● **Problem statement**
From the entries below, copy each line in which the word "struct" occurs.
========================
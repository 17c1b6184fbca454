//! Synthetic session log generation for testing playback.
//!
//! Each simulated device moves independently: it idles, then picks a random
//! target at least 10 points away and approaches it exponentially over a
//! random 2-6 second window. Movements overlap freely across devices.

use rand::Rng;

use crate::domain::LogRecord;

/// Time constant for the exponential approach, in seconds.
const TAU: f64 = 0.5;
const MIN_TARGET_DISTANCE: f64 = 10.0;
const MIN_IDLE_MS: f64 = 1000.0;

/// Generation parameters.
#[derive(Debug, Clone)]
pub struct GeneratorConfig {
    /// Total simulated duration in milliseconds.
    pub duration_ms: u64,
    /// Sampling interval in milliseconds.
    pub interval_ms: u64,
    /// Number of simulated devices, ids `1..=devices`.
    pub devices: u8,
}

impl Default for GeneratorConfig {
    fn default() -> Self {
        Self {
            duration_ms: 30_000,
            interval_ms: 200,
            devices: 4,
        }
    }
}

struct SimulatedDevice {
    id: u8,
    current: f64,
    start: f64,
    target: f64,
    movement_start_ms: f64,
    movement_duration_ms: f64,
    moving: bool,
}

impl SimulatedDevice {
    fn new(id: u8, rng: &mut impl Rng) -> Self {
        let initial = rng.gen_range(0..=100) as f64;
        Self {
            id,
            current: initial,
            start: initial,
            target: initial,
            // Random head start so devices do not all begin moving together.
            movement_start_ms: -rng.gen_range(0.0..3000.0),
            movement_duration_ms: 0.0,
            moving: false,
        }
    }

    fn value_at(&mut self, now_ms: f64, settle: bool) -> f64 {
        if !self.moving {
            return self.current;
        }
        let elapsed_s = (now_ms - self.movement_start_ms) / 1000.0;
        if elapsed_s >= self.movement_duration_ms / 1000.0 {
            if settle {
                self.current = self.target;
                self.moving = false;
            }
            return self.target;
        }
        let diff = self.target - self.start;
        let value = self.target - diff * (-elapsed_s / TAU).exp();
        value.clamp(0.0, 100.0).round()
    }

    fn should_start_movement(&self, now_ms: f64, rng: &mut impl Rng) -> bool {
        if self.moving {
            return false;
        }
        let idle = now_ms - (self.movement_start_ms + self.movement_duration_ms);
        if idle < MIN_IDLE_MS {
            return false;
        }
        // Likelihood grows with idle time, capped at 30% per sample.
        let chance = ((idle - MIN_IDLE_MS) / 5000.0).min(0.3);
        rng.gen_bool(chance.max(0.0))
    }

    fn start_movement(&mut self, now_ms: f64, rng: &mut impl Rng) {
        if self.moving {
            self.current = self.value_at(now_ms, false);
        }
        let mut target;
        loop {
            target = rng.gen_range(0..=100) as f64;
            if (target - self.current).abs() >= MIN_TARGET_DISTANCE {
                break;
            }
        }
        self.start = self.current;
        self.target = target;
        self.movement_start_ms = now_ms;
        self.movement_duration_ms = rng.gen_range(2000.0..6000.0);
        self.moving = true;
    }
}

/// Generate a flat record log, sorted by timestamp then device id.
pub fn generate_log(config: &GeneratorConfig, rng: &mut impl Rng) -> Vec<LogRecord> {
    let mut devices: Vec<SimulatedDevice> = (1..=config.devices)
        .map(|id| SimulatedDevice::new(id, rng))
        .collect();

    let mut records = Vec::new();
    let mut t = 0u64;
    while t <= config.duration_ms {
        for device in &mut devices {
            let now = t as f64;
            if device.should_start_movement(now, rng) {
                device.start_movement(now, rng);
            }
            records.push(LogRecord {
                id: device.id,
                value: device.value_at(now, true),
                ts: t,
            });
        }
        t += config.interval_ms.max(1);
    }
    records
}

#[cfg(test)]
mod tests {
    use super::*;
    use rand::SeedableRng;

    fn rng() -> rand::rngs::StdRng {
        rand::rngs::StdRng::seed_from_u64(7)
    }

    #[test]
    fn covers_every_device_at_every_sample() {
        let config = GeneratorConfig {
            duration_ms: 2000,
            interval_ms: 200,
            devices: 3,
        };
        let records = generate_log(&config, &mut rng());
        // 11 sample points times 3 devices.
        assert_eq!(records.len(), 33);
        assert_eq!(records[0].ts, 0);
        assert_eq!(records.last().unwrap().ts, 2000);
    }

    #[test]
    fn records_are_ordered_and_in_range() {
        let records = generate_log(&GeneratorConfig::default(), &mut rng());
        for pair in records.windows(2) {
            assert!(
                pair[0].ts < pair[1].ts || (pair[0].ts == pair[1].ts && pair[0].id < pair[1].id)
            );
        }
        assert!(records.iter().all(|r| (0.0..=100.0).contains(&r.value)));
    }

    #[test]
    fn generated_log_parses_for_playback() {
        let records = generate_log(&GeneratorConfig::default(), &mut rng());
        let text = serde_json::to_string(&records).unwrap();
        let entries = crate::domain::parse_log(&text).unwrap();
        assert!(!entries.is_empty());
        assert_eq!(entries[0].timestamp, 0);
    }
}
//! Stateless meter geometry: maps snapshot values onto positions along a
//! gradient arc.
//!
//! The arc is a 100-degree band; each connected device travels along it in
//! its own lane, a fixed radial offset so icons at similar values do not
//! overlap. All functions are pure so the output for a given snapshot is
//! reproducible.

use serde::Serialize;

use crate::domain::{ValueRange, DEVICE_SLOTS};

const BASE_CX: f64 = 251.74;
const BASE_CY: f64 = 168.17;
const STROKE_WIDTH: f64 = 100.0;
const START_ANGLE: f64 = -140.0;
const END_ANGLE: f64 = -40.0;
const MAX_LANE_OFFSET: f64 = 30.0;
const MIN_LANE_OFFSET: f64 = -30.0;
const ICON_Y_OFFSET: f64 = -12.0;
const ICON_RADIUS: f64 = 25.0;
const VIEW_PADDING: f64 = 30.0;

fn base_radius() -> f64 {
    ((503.48 / 2.0f64).powi(2) + (168.17 * 0.52f64).powi(2)).sqrt()
}

/// The computed drawing surface and the translation that keeps the full arc
/// plus icon excursions inside it.
#[derive(Debug, Clone, Copy, PartialEq, Serialize)]
pub struct ViewBox {
    pub width: f64,
    pub height: f64,
    pub offset_x: f64,
    pub offset_y: f64,
}

/// One positioned device icon.
#[derive(Debug, Clone, PartialEq, Serialize)]
pub struct IconPlacement {
    pub index: usize,
    pub x: f64,
    pub y: f64,
    /// Normalized position along the arc, clamped to `[0, 100]`.
    pub percentage: f64,
    /// Denormalized value in the configured unit, rounded for display.
    pub display_value: i64,
    pub unit: String,
    pub icon_url: Option<String>,
}

/// Inputs beyond the raw values that affect placement.
#[derive(Debug, Clone, Default)]
pub struct RenderOptions {
    pub icons: Vec<Option<String>>,
    pub actual_values: Vec<Option<f64>>,
    pub value_range: ValueRange,
}

/// Radial lane offsets for `device_count` devices, evenly spread across the
/// band. A single device sits centered on the arc.
pub fn lane_offsets(device_count: usize) -> Vec<f64> {
    match device_count {
        0 => Vec::new(),
        1 => vec![0.0],
        n => (0..n)
            .map(|i| {
                let t = i as f64 / (n - 1) as f64;
                MIN_LANE_OFFSET + (MAX_LANE_OFFSET - MIN_LANE_OFFSET) * t
            })
            .collect(),
    }
}

/// Bounding box over the arc edges plus the widest icon excursion.
pub fn view_box() -> ViewBox {
    let outer = base_radius() + STROKE_WIDTH / 2.0;
    let inner = base_radius() - STROKE_WIDTH / 2.0;

    let mut min_x = f64::INFINITY;
    let mut max_x = f64::NEG_INFINITY;
    let mut min_y = f64::INFINITY;
    let mut max_y = f64::NEG_INFINITY;

    let mut angles = vec![START_ANGLE, END_ANGLE];
    let mut angle = START_ANGLE.ceil() as i64;
    while angle <= END_ANGLE.floor() as i64 {
        // Axis crossings are the arc's extreme points.
        if angle % 90 == 0 {
            angles.push(angle as f64);
        }
        angle += 1;
    }
    for angle in angles {
        let rad = angle.to_radians();
        for radius in [outer, inner] {
            let x = BASE_CX + radius * rad.cos();
            let y = BASE_CY + radius * rad.sin();
            min_x = min_x.min(x);
            max_x = max_x.max(x);
            min_y = min_y.min(y);
            max_y = max_y.max(y);
        }
    }

    let max_icon_offset = MAX_LANE_OFFSET.abs().max(MIN_LANE_OFFSET.abs());
    for i in 0..=10 {
        let t = i as f64 / 10.0;
        let rad = (START_ANGLE + (END_ANGLE - START_ANGLE) * t).to_radians();
        let radius = base_radius() + max_icon_offset;
        let x = BASE_CX + radius * rad.cos();
        let y = BASE_CY + radius * rad.sin();
        min_x = min_x.min(x - ICON_RADIUS);
        max_x = max_x.max(x + ICON_RADIUS);
        min_y = min_y.min(y - ICON_RADIUS);
        max_y = max_y.max(y + ICON_RADIUS);
    }

    ViewBox {
        width: max_x - min_x + VIEW_PADDING * 2.0,
        height: max_y - min_y + VIEW_PADDING * 2.0,
        offset_x: -min_x + VIEW_PADDING,
        offset_y: -min_y + VIEW_PADDING,
    }
}

fn center() -> (f64, f64) {
    let vb = view_box();
    (BASE_CX + vb.offset_x, BASE_CY + vb.offset_y)
}

/// SVG path data for the filled meter band.
pub fn arc_path() -> String {
    let (cx, cy) = center();
    let start = START_ANGLE.to_radians();
    let end = END_ANGLE.to_radians();
    let inner = base_radius() - STROKE_WIDTH / 2.0;
    let outer = base_radius() + STROKE_WIDTH / 2.0;
    let (x1, y1) = (cx + inner * start.cos(), cy + inner * start.sin());
    let (x2, y2) = (cx + outer * start.cos(), cy + outer * start.sin());
    let (x3, y3) = (cx + outer * end.cos(), cy + outer * end.sin());
    let (x4, y4) = (cx + inner * end.cos(), cy + inner * end.sin());
    let large_arc = i32::from(END_ANGLE - START_ANGLE > 180.0);
    format!(
        "M {x1} {y1} L {x2} {y2} A {outer} {outer} 0 {large_arc} 1 {x3} {y3} \
         L {x4} {y4} A {inner} {inner} 0 {large_arc} 0 {x1} {y1}"
    )
}

/// Position for one icon: `percentage` selects the angle along the arc and
/// the lane selects the radius.
pub fn icon_position(percentage: f64, lane_index: usize, device_count: usize) -> (f64, f64) {
    let (cx, cy) = center();
    let t = percentage.clamp(0.0, 100.0) / 100.0;
    let rad = (START_ANGLE + (END_ANGLE - START_ANGLE) * t).to_radians();
    let offsets = lane_offsets(device_count.max(1));
    let lane = lane_index.min(offsets.len() - 1);
    let radius = base_radius() + offsets[lane];
    (
        cx + radius * rad.cos(),
        cy + radius * rad.sin() + ICON_Y_OFFSET,
    )
}

/// Place icons for all connected devices. Disconnected slots produce no
/// placement; lanes are assigned by position among the connected devices so
/// the spread always matches the live count.
pub fn render_frame(values: &[Option<f64>], options: &RenderOptions) -> Vec<IconPlacement> {
    let connected: Vec<usize> = values
        .iter()
        .take(DEVICE_SLOTS)
        .enumerate()
        .filter_map(|(i, v)| v.filter(|v| !v.is_nan()).map(|_| i))
        .collect();
    if connected.is_empty() {
        return Vec::new();
    }
    let count = connected.len();

    connected
        .iter()
        .enumerate()
        .map(|(lane, &index)| {
            let value = values[index].unwrap_or(0.0);
            let safe = if value.is_finite() { value } else { 0.0 };
            let percentage = safe.clamp(0.0, 100.0);
            let (x, y) = icon_position(percentage, lane, count);
            let display = options
                .actual_values
                .get(index)
                .copied()
                .flatten()
                .or_else(|| options.value_range.denormalize(percentage))
                .unwrap_or(options.value_range.min);
            IconPlacement {
                index,
                x,
                y,
                percentage,
                display_value: display.round() as i64,
                unit: options.value_range.unit.clone(),
                icon_url: options.icons.get(index).cloned().flatten(),
            }
        })
        .collect()
}

#[cfg(test)]
mod tests {
    use super::*;

    #[test]
    fn lane_offsets_spread_evenly() {
        assert!(lane_offsets(0).is_empty());
        assert_eq!(lane_offsets(1), vec![0.0]);
        assert_eq!(lane_offsets(2), vec![-30.0, 30.0]);
        let three = lane_offsets(3);
        assert_eq!(three, vec![-30.0, 0.0, 30.0]);
    }

    #[test]
    fn arc_endpoints_map_to_arc_ends() {
        let (x0, _) = icon_position(0.0, 0, 1);
        let (x100, _) = icon_position(100.0, 0, 1);
        let (x50, y50) = icon_position(50.0, 0, 1);
        // Left end of the band is left of the right end, midpoint is above
        // both (the arc opens downward).
        assert!(x0 < x50 && x50 < x100);
        let (_, y0) = icon_position(0.0, 0, 1);
        assert!(y50 < y0);
    }

    #[test]
    fn out_of_range_percentages_clamp_to_ends() {
        assert_eq!(icon_position(-20.0, 0, 1), icon_position(0.0, 0, 1));
        assert_eq!(icon_position(150.0, 0, 1), icon_position(100.0, 0, 1));
    }

    #[test]
    fn disconnected_slots_are_skipped_and_lanes_reassigned() {
        let values = vec![None, Some(25.0), None, Some(75.0), None, None];
        let placements = render_frame(&values, &RenderOptions::default());
        assert_eq!(placements.len(), 2);
        assert_eq!(placements[0].index, 1);
        assert_eq!(placements[1].index, 3);
        // Two connected devices take the outermost lanes regardless of which
        // slots they occupy.
        let (x, y) = icon_position(25.0, 0, 2);
        assert_eq!((placements[0].x, placements[0].y), (x, y));
    }

    #[test]
    fn display_value_prefers_actuals_then_denormalizes() {
        let options = RenderOptions {
            actual_values: vec![Some(37.4), None, None, None, None, None],
            value_range: ValueRange::new(0.0, 200.0, "deg"),
            ..Default::default()
        };
        let values = vec![Some(50.0), Some(50.0), None, None, None, None];
        let placements = render_frame(&values, &options);
        assert_eq!(placements[0].display_value, 37);
        assert_eq!(placements[1].display_value, 100);
        assert_eq!(placements[1].unit, "deg");
    }

    #[test]
    fn empty_frame_renders_nothing() {
        assert!(render_frame(&[None; 6], &RenderOptions::default()).is_empty());
    }

    #[test]
    fn arc_path_is_closed_and_stable() {
        let path = arc_path();
        assert!(path.starts_with("M "));
        assert_eq!(path, arc_path());
    }
}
========================
● **Response**
pub struct GeneratorConfig {
struct SimulatedDevice {
pub struct ViewBox {
pub struct IconPlacement {
pub struct RenderOptions {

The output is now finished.